Für die Wahl der passenden Einstreu können folgende Überlegungen eine Rolle spielen:

  • Staub- und Keimbelastung der Luft sollen verringert werden.
  • Eine Verbesserung der Hufqualität ist erforderlich.
  • Die Arbeitszeit für das Einstreuen und Misten soll reduziert werden.
  • Die Einstreu soll die Futtermenge nicht erhöhen.
  • Ein dämpfender Untergrund bei Gelenkbeschwerden wird benötigt.
  • Die Kosten sollen gesenkt werden.
  • Platzmangel bei der Lagerung der Rohware und des verunreinigten Materials.
  • Reduzierung der Insektendichte im Stall.
  • Mangel an Alternativen bei der Entsorgung des Dungs.
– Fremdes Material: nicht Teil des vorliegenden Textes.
#[cfg(test)]
mod tests {
    use const_addrs::net4;
    use maplit::btreemap;
    use vireo_model::eval::apply_policy;
    use vireo_model::route::Route;
    use vireo_vendor::config::{DEFAULT_VRF, NamedRef};
    use vireo_vendor::igp::{OspfDefaultOriginate, OspfNetwork};

    use super::*;

    fn convert(
        cfg: &VendorConfig,
        proc: &OspfProcess,
    ) -> (Model, Diagnostics) {
        let mut model = Model::new("r1");
        for iface in cfg.interfaces.values() {
            model.interfaces.insert(
                iface.name.clone(),
                vireo_model::model::Interface {
                    name: iface.name.clone(),
                    vrf: iface.vrf.clone(),
                    addresses: iface
                        .addresses
                        .iter()
                        .copied()
                        .map(IpNetwork::V4)
                        .collect(),
                    active: iface.active,
                    passive: false,
                    incoming_transformation: None,
                    outgoing_transformation: None,
                },
            );
        }
        let mut refs = References::new();
        let mut diags = Diagnostics::new();
        convert_ospf(DEFAULT_VRF, proc, cfg, &mut model, &mut refs, &mut diags)
            .unwrap();
        (model, diags)
    }

    fn iface(name: &str, addr: &str) -> vireo_vendor::interface::Interface {
        let mut iface = vireo_vendor::interface::Interface::new(name);
        iface.addresses.push(addr.parse().unwrap());
        iface.active = true;
        iface
    }

    #[test]
    fn test_area_assignment_longest_match() {
        let mut cfg = VendorConfig::default();
        cfg.interfaces
            .insert("Ethernet0".to_owned(), iface("Ethernet0", "10.1.2.3/24"));
        cfg.interfaces
            .insert("Ethernet1".to_owned(), iface("Ethernet1", "10.9.0.1/24"));
        let mut proc = OspfProcess::new(1);
        proc.networks.push(OspfNetwork::new(net4!("10.0.0.0/8"), 0));
        proc.networks.push(OspfNetwork::new(net4!("10.1.0.0/16"), 1));

        let (model, _) = convert(&cfg, &proc);
        let ospf = model.vrfs[DEFAULT_VRF].ospf.as_ref().unwrap();
        assert!(ospf.areas[&1].interfaces.contains("Ethernet0"));
        assert!(ospf.areas[&0].interfaces.contains("Ethernet1"));
    }

    #[test]
    fn test_passive_interface_marked() {
        let mut cfg = VendorConfig::default();
        cfg.interfaces
            .insert("Ethernet0".to_owned(), iface("Ethernet0", "10.1.2.3/24"));
        let mut proc = OspfProcess::new(1);
        proc.networks.push(OspfNetwork::new(net4!("10.0.0.0/8"), 0));
        proc.passive_interfaces.insert("Ethernet0".to_owned());

        let (model, _) = convert(&cfg, &proc);
        assert!(model.interfaces["Ethernet0"].passive);
    }

    #[test]
    fn test_summary_filter_and_discard_route() {
        let mut proc = OspfProcess::new(1);
        proc.area_summaries.insert(
            0,
            btreemap! {
                net4!("10.0.0.0/16") => true,
                net4!("10.1.0.0/16") => false,
            },
        );

        let (model, _) = convert(&VendorConfig::default(), &proc);
        let list =
            &model.route_filter_lists[&names::ospf_summary_filter(DEFAULT_VRF, 0)];
        // More specifics of the advertised summary are suppressed, the
        // summary itself is not.
        assert!(!list.permits(&net4!("10.0.1.0/24")));
        assert!(list.permits(&net4!("10.0.0.0/16")));
        // Non-advertised summaries suppress themselves too.
        assert!(!list.permits(&net4!("10.1.0.0/16")));
        // Unrelated prefixes pass on the tail line.
        assert!(list.permits(&net4!("192.168.0.0/24")));

        let ospf = model.vrfs[DEFAULT_VRF].ospf.as_ref().unwrap();
        assert_eq!(ospf.generated_routes.len(), 2);
        assert!(ospf.generated_routes.iter().all(|route| {
            route.discard && route.admin == DEFAULT_OSPF_ADMIN
        }));
        assert_eq!(
            ospf.areas[&0].summary_filter.as_deref(),
            Some(names::ospf_summary_filter(DEFAULT_VRF, 0).as_str())
        );
    }

    #[test]
    fn test_redistribution_metric_defaults() {
        let mut proc = OspfProcess::new(1);
        proc.redistribution
            .entry(RouteProtocol::Connected)
            .or_default();
        proc.redistribution.entry(RouteProtocol::Bgp).or_default();

        let (model, _) = convert(&VendorConfig::default(), &proc);
        let export = names::ospf_export(DEFAULT_VRF);

        let connected =
            Route::new(net4!("10.0.0.0/24").into(), RouteProtocol::Connected);
        match apply_policy(&model, &export, &connected) {
            vireo_model::policy::PolicyResult::Accept(route) => {
                assert_eq!(route.metric, 20);
                assert_eq!(
                    route.ospf_metric_type,
                    Some(OspfMetricType::Type2)
                );
            }
            vireo_model::policy::PolicyResult::Reject => {
                panic!("expected accept")
            }
        }

        // Both eBGP and iBGP routes land on the BGP branch with metric 1.
        for protocol in [RouteProtocol::Bgp, RouteProtocol::Ibgp] {
            let route = Route::new(net4!("172.16.0.0/16").into(), protocol);
            match apply_policy(&model, &export, &route) {
                vireo_model::policy::PolicyResult::Accept(route) => {
                    assert_eq!(route.metric, 1);
                }
                vireo_model::policy::PolicyResult::Reject => {
                    panic!("expected accept")
                }
            }
        }

        // Redistributed defaults are excluded for BGP.
        let default = Route::new(net4!("0.0.0.0/0").into(), RouteProtocol::Bgp);
        assert!(apply_policy(&model, &export, &default).is_reject());
    }

    #[test]
    fn test_default_originate() {
        let mut proc = OspfProcess::new(1);
        proc.default_information_originate = Some(OspfDefaultOriginate {
            always: false,
            metric: Some(5),
            metric_type: Some(OspfMetricType::Type1),
            route_map: Some(NamedRef::new("GHOST".to_owned(), Some(3))),
        });

        let (model, diags) = convert(&VendorConfig::default(), &proc);
        let export = names::ospf_export(DEFAULT_VRF);
        let default =
            Route::new(net4!("0.0.0.0/0").into(), RouteProtocol::Aggregate);
        match apply_policy(&model, &export, &default) {
            vireo_model::policy::PolicyResult::Accept(route) => {
                assert_eq!(route.metric, 5);
                assert_eq!(
                    route.ospf_metric_type,
                    Some(OspfMetricType::Type1)
                );
            }
            vireo_model::policy::PolicyResult::Reject => {
                panic!("expected accept")
            }
        }
        // The dangling route-map is reported and the generated default is
        // left ungated.
        assert_eq!(diags.undefined_refs().len(), 1);
        let ospf = model.vrfs[DEFAULT_VRF].ospf.as_ref().unwrap();
        assert_eq!(ospf.generated_routes.len(), 1);
        assert!(ospf.generated_routes[0].generation_policy.is_none());
        assert_eq!(ospf.generated_routes[0].admin, MAX_ADMIN_DISTANCE);
    }
}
Getestet wurde in einem Betrieb mit ebenerdiger Bodenhaftung (3 x 4 Meter, keine Tiefboxen) sowie stundenweisem Weide- oder Paddockgang, zumeist in Kleingruppen oder einzeln. Alle Tester waren bis auf eine Ausnahme Warmblutwallache. Die entnommenen Pferdeäpfel nebst Einstreu wurden jeweils in einem separaten Big Bag gesammelt, um die Entwicklung des Rotteprozesses besser beobachten zu können.

Stroh – der Klassiker

Miscanthuspellets – die Ritualisierte

Strohpellets – die Bodenständigen

Kompost – die Biodampfsauna

Hanf – die Trockensubstanz

Waldboden – der Duftspender

Was wir nicht getestet haben und aus welchen Gründen?!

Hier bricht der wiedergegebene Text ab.